Start of Records

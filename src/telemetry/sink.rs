use std::error::Error;

use tracing::{error, info, warn};

use crate::{
    record::MergedRecord,
    telemetry::{DeviceClient, IotHubClient},
};

/// Best-effort forwarder of merged records.
///
/// A sink is either connected to a device client or disabled. Nothing that
/// happens inside [`TelemetrySink::send`] is reported back to the caller.
pub struct TelemetrySink {
    client: Option<Box<dyn DeviceClient>>,
}

impl TelemetrySink {
    /// Creates an IoT Hub client from the connection string, falling back to a
    /// disabled sink when that fails.
    pub fn connect(connection_string: &str) -> Self {
        match IotHubClient::from_connection_string(connection_string) {
            Ok(client) => {
                info!(device_id = client.device_id(), "IoT Hub device client ready");
                Self::new(client)
            }
            Err(err) => {
                error!(
                    error = &err as &dyn Error,
                    "failed to connect to IoT Hub, telemetry disabled"
                );
                Self::disabled()
            }
        }
    }

    pub fn new(client: impl DeviceClient + 'static) -> Self {
        Self {
            client: Some(Box::new(client)),
        }
    }

    pub fn disabled() -> Self {
        Self { client: None }
    }

    pub fn is_connected(&self) -> bool {
        self.client.is_some()
    }

    pub async fn send(&self, record: &MergedRecord) {
        let Some(client) = &self.client else {
            warn!("device client is not initialized, skipping send");
            return;
        };

        let message = match record.to_json() {
            Ok(m) => m,
            Err(err) => {
                error!(error = %err, ?record, "failed to serialize record");
                return;
            }
        };

        match client.send_message(message.clone()).await {
            Ok(()) => info!(%message, "sent to IoT Hub"),
            Err(err) => {
                error!(
                    error = &err as &dyn Error,
                    ?record,
                    "failed to send to IoT Hub"
                );
            }
        }
    }
}

#[cfg(test)]
mod tests {
    use std::sync::{Arc, Mutex};

    use async_trait::async_trait;

    use super::*;
    use crate::telemetry::SinkError;

    #[derive(Default, Clone)]
    struct RecordingClient {
        sent: Arc<Mutex<Vec<String>>>,
    }

    #[async_trait]
    impl DeviceClient for RecordingClient {
        async fn send_message(&self, message: String) -> Result<(), SinkError> {
            self.sent.lock().unwrap().push(message);
            Ok(())
        }
    }

    struct RejectingClient;

    #[async_trait]
    impl DeviceClient for RejectingClient {
        async fn send_message(&self, _message: String) -> Result<(), SinkError> {
            Err(SinkError::Rejected {
                status: 401,
                body: "unauthorized".to_string(),
            })
        }
    }

    fn record() -> MergedRecord {
        MergedRecord {
            device_time: "2024-01-01 12:00:00".to_string(),
            humidity: 45.2,
            temperature: 22.1,
        }
    }

    #[tokio::test]
    async fn sends_serialized_record() {
        let client = RecordingClient::default();
        let sink = TelemetrySink::new(client.clone());

        sink.send(&record()).await;

        assert_eq!(
            *client.sent.lock().unwrap(),
            vec![r#"{"device_time":"2024-01-01 12:00:00","humidity":45.2,"temperature":22.1}"#]
        );
    }

    #[tokio::test]
    async fn swallows_client_failures() {
        let sink = TelemetrySink::new(RejectingClient);

        sink.send(&record()).await;
        sink.send(&record()).await;
    }

    #[tokio::test]
    async fn malformed_credential_disables_the_sink() {
        let sink = TelemetrySink::connect("garbage");

        assert!(!sink.is_connected());
        sink.send(&record()).await;
    }

    #[test]
    fn valid_credential_connects() {
        let sink = TelemetrySink::connect(
            "HostName=hub.azure-devices.net;DeviceId=d;SharedAccessKey=c2VjcmV0",
        );

        assert!(sink.is_connected());
    }
}
use async_trait::async_trait;
use thiserror::Error;

use crate::telemetry::ConnectionStringError;

#[derive(Debug, Error)]
pub enum SinkError {
    #[error("failed to create device client")]
    Connect(#[from] ConnectionStringError),

    #[error("failed to build HTTP client")]
    Client(#[source] reqwest::Error),

    #[error("failed to serialize record")]
    Serialize(#[from] serde_json::Error),

    #[error("failed to send message")]
    Send(#[source] reqwest::Error),

    #[error("message rejected with HTTP {status}: {body}")]
    Rejected { status: u16, body: String },
}

/// Transport for device-to-cloud messages.
#[async_trait]
pub trait DeviceClient: Send + Sync {
    async fn send_message(&self, message: String) -> Result<(), SinkError>;
}
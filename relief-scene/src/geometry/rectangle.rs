use bevy::math::DVec2;
use serde::{Deserialize, Serialize};

/// An axis-aligned geographic extent. Units follow whoever built it; the
/// affine transform produces degrees.
#[derive(Debug, Clone, Copy, PartialEq, Default, Serialize, Deserialize)]
pub struct Rectangle {
    pub west: f64,
    pub south: f64,
    pub east: f64,
    pub north: f64,
}
impl Rectangle {
    pub fn new(west: f64, south: f64, east: f64, north: f64) -> Self {
        Self {
            west,
            south,
            east,
            north,
        }
    }
    /// Builds the rectangle spanned by two opposite corners given as
    /// `(x, y)` = `(longitude, latitude)` in any order.
    pub fn from_corners(a: DVec2, b: DVec2) -> Self {
        let min = a.min(b);
        let max = a.max(b);
        Self::new(min.x, min.y, max.x, max.y)
    }
    pub fn equals_epsilon(&self, right: &Rectangle, absolute_epsilon: f64) -> bool {
        return (self.west - right.west).abs() <= absolute_epsilon
            && (self.south - right.south).abs() <= absolute_epsilon
            && (self.east - right.east).abs() <= absolute_epsilon
            && (self.north - right.north).abs() <= absolute_epsilon;
    }
}
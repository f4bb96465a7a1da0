use std::fs::File;
use std::io::{BufWriter, Cursor, Write};
use std::path::Path;

use bevy::log::info;
use image::{ImageFormat, RgbaImage};
use relief_scene::{Mesh, MeshDocument, RgbaBuffer};

use crate::error::{Error, Result};

/// Serializes `mesh` as a `{"vertices": [...], "faces": [...]}` document.
pub fn write_mesh(path: impl AsRef<Path>, mesh: &Mesh) -> Result<()> {
    let path = path.as_ref();
    info!("To JSON...");
    let document = MeshDocument::from(mesh);
    let mut writer = BufWriter::new(File::create(path)?);
    document.to_writer(&mut writer)?;
    writer.flush()?;
    info!(
        "Wrote {} vertices and {} faces to {}",
        document.vertices.len(),
        document.faces.len(),
        path.display()
    );
    return Ok(());
}

fn to_image(buffer: &RgbaBuffer) -> Result<RgbaImage> {
    let bad_buffer = || Error::PixelBuffer {
        width: buffer.width,
        height: buffer.height,
    };
    let width = u32::try_from(buffer.width).map_err(|_| bad_buffer())?;
    let height = u32::try_from(buffer.height).map_err(|_| bad_buffer())?;
    return RgbaImage::from_raw(width, height, buffer.pixels.clone()).ok_or_else(bad_buffer);
}

pub fn encode_png(buffer: &RgbaBuffer) -> Result<Vec<u8>> {
    let mut bytes = Cursor::new(Vec::new());
    to_image(buffer)?.write_to(&mut bytes, ImageFormat::Png)?;
    return Ok(bytes.into_inner());
}

pub fn write_png(path: impl AsRef<Path>, buffer: &RgbaBuffer) -> Result<()> {
    let path = path.as_ref();
    std::fs::write(path, encode_png(buffer)?)?;
    info!(
        "Wrote {}x{} image to {}",
        buffer.width,
        buffer.height,
        path.display()
    );
    return Ok(());
}
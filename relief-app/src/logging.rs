use bevy::app::App;
use bevy::log::{Level, LogPlugin};

/// Installs the global tracing subscriber. `RUST_LOG` overrides `filter`.
pub fn init_logging(level: Level) {
    let mut app = App::new();
    app.add_plugins(LogPlugin {
        level,
        filter: "tiff=warn,png=warn".to_string(),
    });
}
//! Affine mapping between raster pixel indices and geographic coordinates.
//!
//! Rasters carry a pixel scale and a tiepoint (GeoTIFF `ModelPixelScale` and
//! `ModelTiepoint`). Together they describe an axis-aligned affine map with no
//! rotation or shear, so the inverse is written down directly instead of being
//! obtained by a general matrix inversion.
use bevy::math::DVec2;
use serde::{Deserialize, Serialize};

use crate::error::{Error, Result, ScaleAxis};
use crate::geometry::Rectangle;
use crate::height_map_terrain::{HeightGrid, Sample};

#[derive(Debug, Clone, Copy, PartialEq, Serialize, Deserialize)]
pub struct RasterMetadata {
    /// `(sx, sy, sz)`. `sy` is positive in the file even though rows grow
    /// southward.
    pub pixel_scale: [f64; 3],
    /// `(px, py, pk, gx, gy, gz)`: raster point `(px, py, pk)` sits at model
    /// point `(gx, gy, gz)`.
    pub tiepoint: [f64; 6],
}
impl RasterMetadata {
    pub fn new(pixel_scale: [f64; 3], tiepoint: [f64; 6]) -> Self {
        Self {
            pixel_scale,
            tiepoint,
        }
    }
}

/// `x' = m0 + m1*a + m2*b; y' = m3 + m4*a + m5*b`
#[derive(Debug, Clone, Copy, PartialEq, Serialize, Deserialize)]
pub struct AffineMatrix(pub [f64; 6]);

/// Evaluates `matrix` at `(a, b)`. With `round_to_int` both outputs are
/// truncated toward zero; pixel lookups want that, geographic outputs never do.
pub fn transform(a: f64, b: f64, matrix: &AffineMatrix, round_to_int: bool) -> DVec2 {
    let m = &matrix.0;
    let x = m[0] + m[1] * a + m[2] * b;
    let y = m[3] + m[4] * a + m[5] * b;
    if round_to_int {
        return DVec2::new(x.trunc(), y.trunc());
    }
    return DVec2::new(x, y);
}

#[derive(Debug, Clone, Copy, PartialEq, Serialize, Deserialize)]
pub struct GeoTransform {
    pub pixel_to_geo: AffineMatrix,
    pub geo_to_pixel: AffineMatrix,
}

/// Result of looking a geographic coordinate up in a raster.
#[derive(Debug, Clone, Copy, PartialEq)]
pub struct Location {
    pub pixel: (usize, usize),
    pub bounds: Rectangle,
    pub sample: Sample,
}

impl GeoTransform {
    /// Builds both matrices from the scale and tiepoint.
    ///
    /// The tiepoint's raster offset is honoured: pixel `(px, py)` lands on
    /// `(gx, gy)`, so `x0 = gx - sx * px` and `y0 = gy + sy * py`. With the
    /// usual `px = py = 0` this is `lon = gx + sx * col`, `lat = gy - sy * row`.
    /// A nonzero offset shifts the grid relative to a mapping that ignores it.
    pub fn new(metadata: &RasterMetadata) -> Result<Self> {
        let [sx, sy, _sz] = metadata.pixel_scale;
        let [px, py, _pk, gx, gy, _gz] = metadata.tiepoint;
        if !metadata.pixel_scale.iter().all(|v| v.is_finite()) {
            return Err(Error::NonFiniteMetadata("pixel scale"));
        }
        if !metadata.tiepoint.iter().all(|v| v.is_finite()) {
            return Err(Error::NonFiniteMetadata("tiepoint"));
        }
        if sx == 0.0 {
            return Err(Error::DegenerateScale {
                axis: ScaleAxis::X,
                value: sx,
            });
        }
        if sy == 0.0 {
            return Err(Error::DegenerateScale {
                axis: ScaleAxis::Y,
                value: sy,
            });
        }
        // rows increase downward, latitude increases northward
        let sy = -sy;
        let x0 = gx - sx * px;
        let y0 = gy - sy * py;
        Ok(Self {
            pixel_to_geo: AffineMatrix([x0, sx, 0.0, y0, 0.0, sy]),
            geo_to_pixel: AffineMatrix([-x0 / sx, 1.0 / sx, 0.0, -y0 / sy, 0.0, 1.0 / sy]),
        })
    }
    /// Geographic `(longitude, latitude)` of the top-left corner of pixel `(col, row)`.
    pub fn to_geo(&self, col: f64, row: f64) -> DVec2 {
        return transform(col, row, &self.pixel_to_geo, false);
    }
    /// Fractional pixel position of a geographic coordinate.
    pub fn to_pixel_f64(&self, longitude: f64, latitude: f64) -> DVec2 {
        return transform(longitude, latitude, &self.geo_to_pixel, false);
    }
    /// Integer pixel index of a geographic coordinate, truncated toward zero.
    /// The index may lie outside the raster.
    pub fn to_pixel(&self, longitude: f64, latitude: f64) -> (i64, i64) {
        let p = transform(longitude, latitude, &self.geo_to_pixel, true);
        return (p.x as i64, p.y as i64);
    }
    /// The geographic area covered by pixel `(x, y)`.
    pub fn pixel_bounds(&self, x: usize, y: usize) -> Rectangle {
        let a = self.to_geo(x as f64, y as f64);
        let b = self.to_geo(x as f64 + 1.0, y as f64 + 1.0);
        return Rectangle::from_corners(a, b);
    }
    /// The geographic footprint of a `width` x `height` raster.
    pub fn bounding_box(&self, width: usize, height: usize) -> Rectangle {
        let a = self.to_geo(0.0, 0.0);
        let b = self.to_geo(width as f64, height as f64);
        return Rectangle::from_corners(a, b);
    }
    /// Looks up the pixel, its footprint and its elevation sample. `None` when
    /// the coordinate falls outside `grid`.
    pub fn locate(&self, longitude: f64, latitude: f64, grid: &HeightGrid) -> Option<Location> {
        // truncation alone would fold the strip just west/north of the raster
        // into column/row 0
        let p = self.to_pixel_f64(longitude, latitude);
        if p.x < 0.0 || p.y < 0.0 {
            return None;
        }
        let (x, y) = self.to_pixel(longitude, latitude);
        let (x, y) = (x as usize, y as usize);
        let sample = grid.get(x, y)?;
        Some(Location {
            pixel: (x, y),
            bounds: self.pixel_bounds(x, y),
            sample,
        })
    }
}
use bevy::log::debug;
use bevy::math::DVec3;
use serde::{Deserialize, Serialize};

use super::Mesh;
use crate::math::Cartesian3;

/// How a recentering stage picks the point moved to the origin.
#[derive(Debug, Clone, Copy, PartialEq, Eq, Serialize, Deserialize)]
#[serde(rename_all = "snake_case")]
pub enum Centering {
    /// Midpoint of the first and last vertex in raster order.
    CornerMidpoint,
    /// Half the grid extent: translate by `(-(W-1)/2, (H-1)/2, 0)`. Matches a
    /// planar layout where columns run along +x and rows along -y.
    GridHalfExtent,
    /// Component-wise mean of all vertices.
    Centroid,
}
impl Centering {
    /// The translation that recenters `mesh`, computed from its current state.
    pub fn offset(&self, mesh: &Mesh) -> DVec3 {
        match self {
            Centering::CornerMidpoint => match (mesh.first_vertex(), mesh.last_vertex()) {
                (Some(first), Some(last)) => -first.midpoint(last),
                _ => DVec3::ZERO,
            },
            Centering::GridHalfExtent => DVec3::new(
                -(mesh.width.saturating_sub(1) as f64) / 2.0,
                mesh.height.saturating_sub(1) as f64 / 2.0,
                0.0,
            ),
            Centering::Centroid => -mesh.centroid(),
        }
    }
}

#[derive(Debug, Clone, Copy, PartialEq, Serialize, Deserialize)]
#[serde(rename_all = "snake_case")]
pub enum Scale {
    Uniform(f64),
    /// Scale so that the grid's width spans `target` units, `target / (W-1)`.
    FitWidth(f64),
}
impl Scale {
    pub fn factor(&self, mesh: &Mesh) -> f64 {
        match *self {
            Scale::Uniform(s) => s,
            Scale::FitWidth(target) => target / mesh.width.saturating_sub(1).max(1) as f64,
        }
    }
}

#[derive(Debug, Clone, Copy, PartialEq, Eq, Serialize, Deserialize)]
#[serde(rename_all = "snake_case")]
pub enum Axis {
    X,
    Y,
    Z,
}

/// One whole-mesh stage. Stages that depend on mesh statistics read them when
/// the stage runs, so earlier stages affect later ones.
#[derive(Debug, Clone, Copy, PartialEq, Serialize, Deserialize)]
#[serde(rename_all = "snake_case")]
pub enum ModelTransform {
    Recenter(Centering),
    Translate([f64; 3]),
    Scale(Scale),
    Flip(Axis),
}
impl ModelTransform {
    pub fn apply(&self, mesh: &mut Mesh) {
        match self {
            ModelTransform::Recenter(centering) => {
                let offset = centering.offset(mesh);
                debug!("recentering by {:?} ({:?})", offset, centering);
                translate(mesh, offset);
            }
            ModelTransform::Translate(offset) => translate(mesh, DVec3::from_array(*offset)),
            ModelTransform::Scale(scale) => {
                let factor = scale.factor(mesh);
                debug!("scaling by {}", factor);
                for v in mesh.vertices.iter_mut() {
                    *v *= factor;
                }
            }
            ModelTransform::Flip(axis) => {
                for v in mesh.vertices.iter_mut() {
                    match axis {
                        Axis::X => v.x = -v.x,
                        Axis::Y => v.y = -v.y,
                        Axis::Z => v.z = -v.z,
                    }
                }
            }
        }
    }
}

fn translate(mesh: &mut Mesh, offset: DVec3) {
    for v in mesh.vertices.iter_mut() {
        *v += offset;
    }
}

/// Ordered list of stages, run exactly in the configured order.
#[derive(Debug, Clone, PartialEq, Default, Serialize, Deserialize)]
#[serde(transparent)]
pub struct ModelTransformPipeline {
    pub stages: Vec<ModelTransform>,
}
impl ModelTransformPipeline {
    pub fn new(stages: Vec<ModelTransform>) -> Self {
        Self { stages }
    }
    pub fn apply(&self, mesh: &mut Mesh) {
        for stage in &self.stages {
            stage.apply(mesh);
        }
    }
}

#[cfg(test)]
mod tests {
    use super::*;
    use crate::height_map_terrain::{HeightGrid, MeshBuilder};
    use crate::math::EPSILON10;

    fn planar(width: usize, height: usize) -> Mesh {
        let grid = HeightGrid::from_fn(width, height, |x, y| ((x + y) as f64).into()).unwrap();
        MeshBuilder::default().build(&grid, |x, y, z| DVec3::new(x as f64, -(y as f64), z)).unwrap()
    }

    #[test]
    fn corner_midpoint_centers_the_corners() {
        let mut mesh = planar(4, 3);
        ModelTransform::Recenter(Centering::CornerMidpoint).apply(&mut mesh);
        let first = mesh.first_vertex().unwrap();
        let last = mesh.last_vertex().unwrap();
        assert!(first.midpoint(last).abs_diff_eq(DVec3::ZERO, EPSILON10));
    }

    #[test]
    fn grid_half_extent_centers_planar_grid() {
        let mut mesh = planar(5, 3);
        ModelTransform::Recenter(Centering::GridHalfExtent).apply(&mut mesh);
        let c = mesh.centroid();
        assert!(c.x.abs() < EPSILON10);
        assert!(c.y.abs() < EPSILON10);
        assert_eq!(mesh.vertex(0, 0), DVec3::new(-2.0, 1.0, 0.0));
    }

    #[test]
    fn centroid_centering_zeroes_the_mean() {
        let mut mesh = planar(6, 4);
        ModelTransform::Recenter(Centering::Centroid).apply(&mut mesh);
        assert!(mesh.centroid().abs_diff_eq(DVec3::ZERO, EPSILON10));
    }

    #[test]
    fn order_matters() {
        let base = planar(3, 3);
        let center_then_scale = ModelTransformPipeline::new(vec![
            ModelTransform::Recenter(Centering::CornerMidpoint),
            ModelTransform::Translate([1.0, 0.0, 0.0]),
            ModelTransform::Scale(Scale::Uniform(2.0)),
        ]);
        let scale_then_center = ModelTransformPipeline::new(vec![
            ModelTransform::Recenter(Centering::CornerMidpoint),
            ModelTransform::Scale(Scale::Uniform(2.0)),
            ModelTransform::Translate([1.0, 0.0, 0.0]),
        ]);
        let mut a = base.clone();
        let mut b = base.clone();
        center_then_scale.apply(&mut a);
        scale_then_center.apply(&mut b);
        assert_ne!(a.vertices, b.vertices);
        assert_eq!(a.vertex(0, 0).x, (0.0 - 1.0 + 1.0) * 2.0);
        assert_eq!(b.vertex(0, 0).x, (0.0 - 1.0) * 2.0 + 1.0);
    }

    #[test]
    fn statistics_are_read_when_the_stage_runs() {
        let mut mesh = planar(3, 3);
        ModelTransformPipeline::new(vec![
            ModelTransform::Translate([10.0, 10.0, 10.0]),
            ModelTransform::Recenter(Centering::Centroid),
        ])
        .apply(&mut mesh);
        assert!(mesh.centroid().abs_diff_eq(DVec3::ZERO, EPSILON10));
    }

    #[test]
    fn fit_width_and_flip() {
        let mut mesh = planar(11, 2);
        ModelTransformPipeline::new(vec![
            ModelTransform::Scale(Scale::FitWidth(10.0)),
            ModelTransform::Flip(Axis::Y),
        ])
        .apply(&mut mesh);
        assert_eq!(mesh.vertex(10, 0).x, 10.0);
        assert_eq!(mesh.vertex(0, 1).y, 1.0);
        let topology = planar(11, 2).faces;
        assert_eq!(mesh.faces, topology);
    }

    #[test]
    fn pipeline_deserializes_from_json() {
        let pipeline: ModelTransformPipeline = serde_json::from_str(
            r#"[{"recenter":"corner_midpoint"},{"scale":{"uniform":0.001}},{"flip":"z"}]"#,
        )
        .unwrap();
        assert_eq!(
            pipeline.stages,
            vec![
                ModelTransform::Recenter(Centering::CornerMidpoint),
                ModelTransform::Scale(Scale::Uniform(0.001)),
                ModelTransform::Flip(Axis::Z),
            ]
        );
    }
}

End of Records

From the entries above, collect every line with the string "warn" in it.

**Solution for this problem:**
use tracing::{error, info, warn};
            warn!("device client is not initialized, skipping send");
        filter: "tiff=warn,png=warn".to_string(),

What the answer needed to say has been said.